Alors, le diabète de type 2, c'est quand ton corps décide de faire une révolution interne sans te prévenir. Ton pancréas, qui avant bossait comme un champion, devient aussi motivé qu'un paresseux un lundi matin. Il fabrique encore de l'insuline, mais soit pas assez, soit elle est de qualité Wish.

Tes cellules, de leur côté, deviennent des divas. Elles ne reconnaissent plus l'insuline, cette clé censée leur ouvrir la porte pour faire entrer le sucre. C'est comme si elles avaient changé les serrures sans prévenir. Résultat : le sucre reste à la porte et fait la java dans ton sang.

  • Le pancréas en mode pré-retraite : Il commence à fatiguer et produit de l'insuline avec la conviction d'un fonctionnaire à qui on a refusé ses RTT. La production baisse ou devient carrément foireuse.

  • Les cellules qui font la fine bouche : L'insuline arrive, sonne à la porte, mais les cellules font genre "nouveau téléphone, qui est-ce ?". C'est l'insulinorésistance, un snobisme cellulaire de haut niveau.

  • Ton mode de vie de pacha : C'est le grand chef d'orchestre du bazar. Si ton meilleur ami est le canapé et que ta diète ressemble à un pillage de distributeur automatique, tu donnes à ton corps toutes les raisons de partir en vrille. C'est essentielment lié au surpoids et à la sédentarité.

  • La génétique, cette loterie moisie : Si dans ta famille, le diabète se transmet comme l'argenterie, t'as tiré un mauvais numéro. C'est une prédisposition génétique, la cerise sur le gâteau de l'apocalypse métabolique.

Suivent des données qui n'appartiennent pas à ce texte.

use serde_json::json;
use shared::{domain::Role, error::FailureKind, protocol::ResponseConvention};
use storage::{keys, MemorySessionStore};

use super::*;
use crate::test_support::{alice, drain, status_code, success_flag, toasts, MockBackend};

fn settings(base: &str, product: Product, convention: ResponseConvention) -> Settings {
    Settings {
        api_base_url: base.to_string(),
        product,
        convention,
        request_timeout_secs: 5,
        ..Settings::default()
    }
}

fn login_payload() -> serde_json::Value {
    json!({
        "token": "tok123",
        "user": { "id": 1, "username": "alice", "role": "user" }
    })
}

async fn blog_backend() -> (MockBackend, String) {
    let backend = MockBackend::new();
    backend
        .reply_json("POST", "/auth/login", success_flag(login_payload()))
        .await;
    backend
        .reply_json("GET", "/articles", success_flag(json!([{ "id": 1, "title": "hello" }])))
        .await;
    backend
        .reply_json("GET", "/categories", success_flag(json!([])))
        .await;
    backend
        .reply_json("GET", "/tags", success_flag(json!([])))
        .await;
    let base = backend.spawn().await;
    (backend, base)
}

fn coordinator(settings: Settings) -> (Coordinator, Arc<MemorySessionStore>) {
    let store = Arc::new(MemorySessionStore::new());
    let coordinator = Coordinator::new(settings, store.clone()).expect("coordinator");
    (coordinator, store)
}

#[tokio::test]
async fn login_authenticates_and_later_calls_carry_the_token() {
    let (backend, base) = blog_backend().await;
    let (coordinator, store) = coordinator(settings(&base, Product::Blog, ResponseConvention::Auto));
    let mut events = coordinator.subscribe_events();

    let response = coordinator.login("alice", "secret").await;

    assert!(response.is_success());
    let session = coordinator.session().snapshot().await;
    assert_eq!(session.token(), Some("tok123"));
    assert_eq!(session.user().map(|user| user.username.as_str()), Some("alice"));
    assert_eq!(
        store.get(keys::AUTH_TOKEN).await.expect("read").as_deref(),
        Some("tok123")
    );

    let login = backend.requests_to("/auth/login").await.remove(0);
    assert_eq!(login.authorization, None);
    let body: serde_json::Value = serde_json::from_str(&login.body).expect("login body");
    assert_eq!(body, json!({ "username": "alice", "password": "secret" }));

    // Login lands on the home page, which loads articles with the new token.
    match coordinator.router().state().await {
        ViewState::Rendered { path, view } => {
            assert_eq!(path, "/");
            assert_eq!(view.kind, "home");
        }
        other => panic!("unexpected state {other:?}"),
    }
    assert!(coordinator.gateway().get("/articles").await.is_success());
    let articles = backend.requests_to("/articles").await;
    assert!(!articles.is_empty());
    assert!(articles
        .iter()
        .all(|request| request.authorization.as_deref() == Some("Bearer tok123")));

    let events = drain(&mut events);
    assert!(events.iter().any(|event| matches!(
        event,
        ClientEvent::SessionChanged { authenticated: true, username: Some(name) } if name == "alice"
    )));
}

#[tokio::test]
async fn rejected_login_leaves_session_empty() {
    let backend = MockBackend::new();
    backend
        .reply_json(
            "POST",
            "/auth/login",
            json!({ "code": 400, "message": "wrong username or password" }),
        )
        .await;
    let base = backend.spawn().await;
    let (coordinator, _store) = coordinator(settings(&base, Product::Shop, ResponseConvention::Auto));
    let mut events = coordinator.subscribe_events();

    let response = coordinator.login("alice", "nope").await;

    assert_eq!(response.message(), Some("wrong username or password"));
    assert!(!coordinator.session().is_authenticated().await);
    assert_eq!(coordinator.router().state().await, ViewState::Idle);
    assert_eq!(
        toasts(&drain(&mut events)),
        vec!["wrong username or password".to_string()]
    );
}

#[tokio::test]
async fn login_without_token_is_rejected() {
    let backend = MockBackend::new();
    backend
        .reply_json("POST", "/auth/login", success_flag(json!({ "id": 1 })))
        .await;
    let base = backend.spawn().await;
    let (coordinator, _store) = coordinator(settings(&base, Product::Shop, ResponseConvention::Auto));

    let response = coordinator.login("alice", "secret").await;

    assert!(!response.is_success());
    assert!(!coordinator.session().is_authenticated().await);
}

#[tokio::test]
async fn status_code_unauthorized_clears_an_authenticated_session() {
    let backend = MockBackend::new();
    backend
        .reply_json("POST", "/auth/login", status_code(login_payload()))
        .await;
    backend
        .reply_json("GET", "/categories", status_code(json!([])))
        .await;
    backend
        .reply_json("GET", "/products/hot", status_code(json!([])))
        .await;
    backend
        .reply_json("GET", "/products/new", status_code(json!([])))
        .await;
    backend
        .reply_json("GET", "/cart", json!({ "code": 401, "message": "token expired" }))
        .await;
    let base = backend.spawn().await;
    let (coordinator, store) =
        coordinator(settings(&base, Product::Shop, ResponseConvention::StatusCode));

    assert!(coordinator.login("alice", "secret").await.is_success());
    assert!(coordinator.session().is_authenticated().await);

    // The cart page is protected; the backend rejects the token mid-render.
    let state = coordinator.navigate("/cart").await;

    assert!(!coordinator.session().is_authenticated().await);
    assert_eq!(coordinator.session().token().await, None);
    assert!(store.entries().await.expect("entries").is_empty());
    match state {
        ViewState::Rendered { path, view } => {
            assert_eq!(path, "/login");
            assert_eq!(view.kind, "login");
        }
        other => panic!("unexpected state {other:?}"),
    }
}

#[tokio::test]
async fn logout_clears_session_and_leaves_protected_page() {
    let backend = MockBackend::new();
    backend
        .reply_json("POST", "/logout", success_flag(json!(null)))
        .await;
    backend
        .reply_json("GET", "/orders", success_flag(json!([])))
        .await;
    for path in ["/categories", "/products/hot", "/products/new"] {
        backend
            .reply_json("GET", path, success_flag(json!([])))
            .await;
    }
    let base = backend.spawn().await;
    let (coordinator, store) = coordinator(settings(&base, Product::Shop, ResponseConvention::Auto));
    coordinator
        .session()
        .set_authenticated("tok123", alice(), None)
        .await;
    let orders = coordinator.navigate("/orders").await;
    assert!(matches!(orders, ViewState::Rendered { ref view, .. } if view.kind == "orders"));

    coordinator.logout().await;

    assert!(!coordinator.session().is_authenticated().await);
    assert!(store.entries().await.expect("entries").is_empty());
    let logout = backend.requests_to("/logout").await.remove(0);
    assert_eq!(logout.method, "POST");
    assert_eq!(logout.authorization.as_deref(), Some("Bearer tok123"));
    assert_eq!(coordinator.router().current_path().await.as_deref(), Some("/"));
}

#[tokio::test]
async fn logout_on_public_page_stays_put_and_tolerates_backend_failure() {
    let base = crate::test_support::closed_base_url().await;
    let (coordinator, _store) = coordinator(settings(&base, Product::Shop, ResponseConvention::Auto));
    coordinator
        .session()
        .set_authenticated("tok123", alice(), None)
        .await;
    coordinator.navigate("/login").await;

    coordinator.logout().await;

    assert!(!coordinator.session().is_authenticated().await);
    assert_eq!(coordinator.router().current_path().await.as_deref(), Some("/login"));
}

#[tokio::test]
async fn register_without_token_sends_user_to_login() {
    let backend = MockBackend::new();
    backend
        .reply_json("POST", "/auth/register", success_flag(json!({ "id": 2 })))
        .await;
    let base = backend.spawn().await;
    let (coordinator, _store) = coordinator(settings(&base, Product::Blog, ResponseConvention::Auto));

    let response = coordinator.register("bob", "bob@example.com", "pw").await;

    assert!(response.is_success());
    assert!(!coordinator.session().is_authenticated().await);
    assert_eq!(coordinator.router().current_path().await.as_deref(), Some("/login"));
    let body: serde_json::Value =
        serde_json::from_str(&backend.requests_to("/auth/register").await[0].body).expect("body");
    assert_eq!(body["email"], "bob@example.com");
}

#[tokio::test]
async fn register_with_token_logs_in_directly() {
    let backend = MockBackend::new();
    backend
        .reply_json("POST", "/auth/register", success_flag(login_payload()))
        .await;
    for path in ["/categories", "/products/hot", "/products/new"] {
        backend
            .reply_json("GET", path, success_flag(json!([])))
            .await;
    }
    let base = backend.spawn().await;
    let (coordinator, _store) = coordinator(settings(&base, Product::Shop, ResponseConvention::Auto));

    assert!(coordinator
        .register("alice", "alice@example.com", "pw")
        .await
        .is_success());

    assert_eq!(coordinator.session().token().await.as_deref(), Some("tok123"));
    assert_eq!(coordinator.router().current_path().await.as_deref(), Some("/"));
}

#[tokio::test]
async fn start_restores_persisted_session_and_refreshes_user() {
    let backend = MockBackend::new();
    backend
        .reply_json(
            "GET",
            "/auth/user",
            success_flag(json!({
                "user": { "id": 1, "username": "alice", "role": "seller" },
                "seller": { "id": 3, "shop_name": "attic" }
            })),
        )
        .await;
    backend
        .reply_json("GET", "/cart", success_flag(json!({ "items": [] })))
        .await;
    let base = backend.spawn().await;
    let store = Arc::new(MemorySessionStore::new());
    store
        .write_all(&[
            (keys::AUTH_TOKEN, Some("tok123".to_string())),
            (
                keys::CURRENT_USER,
                Some(serde_json::to_string(&alice()).expect("user json")),
            ),
        ])
        .await
        .expect("seed");
    let mut settings = settings(&base, Product::Shop, ResponseConvention::Auto);
    settings.restore_user_on_start = true;
    let coordinator = Coordinator::new(settings, store.clone()).expect("coordinator");

    let state = coordinator.start(Some("/cart")).await;

    let session = coordinator.session().snapshot().await;
    assert_eq!(session.user().map(|user| user.role.clone()), Some(Role::Seller));
    assert_eq!(
        session
            .seller_profile()
            .and_then(|profile| profile.shop_name.as_deref()),
        Some("attic")
    );
    assert!(matches!(state, ViewState::Rendered { ref view, .. } if view.kind == "cart"));
    assert_eq!(
        backend.requests_to("/auth/user").await[0].authorization.as_deref(),
        Some("Bearer tok123")
    );
}

#[tokio::test]
async fn refresh_with_expired_token_logs_out_quietly() {
    let backend = MockBackend::new();
    backend
        .reply("GET", "/auth/user", 401, json!({ "success": false }).to_string())
        .await;
    let base = backend.spawn().await;
    let (coordinator, _store) = coordinator(settings(&base, Product::Shop, ResponseConvention::Auto));
    coordinator
        .session()
        .set_authenticated("tok123", alice(), None)
        .await;

    assert!(!coordinator.refresh_current_user().await);
    assert!(!coordinator.session().is_authenticated().await);
    let failure = coordinator.gateway().get("/auth/user").await;
    assert_eq!(
        failure.failure().map(|failure| failure.kind),
        Some(FailureKind::Unauthorized)
    );
}

#[tokio::test]
async fn open_persists_session_across_restarts() {
    let (_backend, base) = blog_backend().await;
    let dir = tempfile::tempdir().expect("tempdir");
    let database_url = format!("sqlite://{}", dir.path().join("session.db").display());
    let mut settings = settings(&base, Product::Blog, ResponseConvention::Auto);
    settings.database_url = database_url;

    {
        let coordinator = Coordinator::open(settings.clone()).await.expect("open");
        assert!(coordinator.login("alice", "secret").await.is_success());
    }

    let reopened = Coordinator::open(settings).await.expect("reopen");
    reopened.start(None).await;
    assert_eq!(reopened.session().token().await.as_deref(), Some("tok123"));
}

#[test]
fn rejects_invalid_base_url() {
    let store = Arc::new(MemorySessionStore::new());
    let result = Coordinator::new(
        settings("not a url", Product::Shop, ResponseConvention::Auto),
        store,
    );
    assert!(matches!(result, Err(ClientError::InvalidBaseUrl { .. })));
}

Le diabète de type 1, lui, c'est un autre délire. C'est une embrouille auto-immune, ton propre système de défense qui défonce ton pancréas. Une sorte de guerre civile dans ton abdomen, c'est pas du tout la même histoire. Ça survennnt plus jeune.

L'hypertension artérielle c'est comme mettre tes artères sous Kärcher en permanence, ça n'aide pas du tout à la fête.

Moi, mon oncle Robert, il a chopé ça à force de manger des chouquettes devant les matchs de foot. Il disait que le stress du match lui donnait faim.

Le manque de sommeil aussi joue un rôle. Moins tu dors, plus tes hormones font n'importe quoi, comme des ados dans un festival sans surveillance. Le cortisol, l'hormone du stress, adore foutre le bordel avec la glycémie. Donc le stress, c'est l'engrais parfait.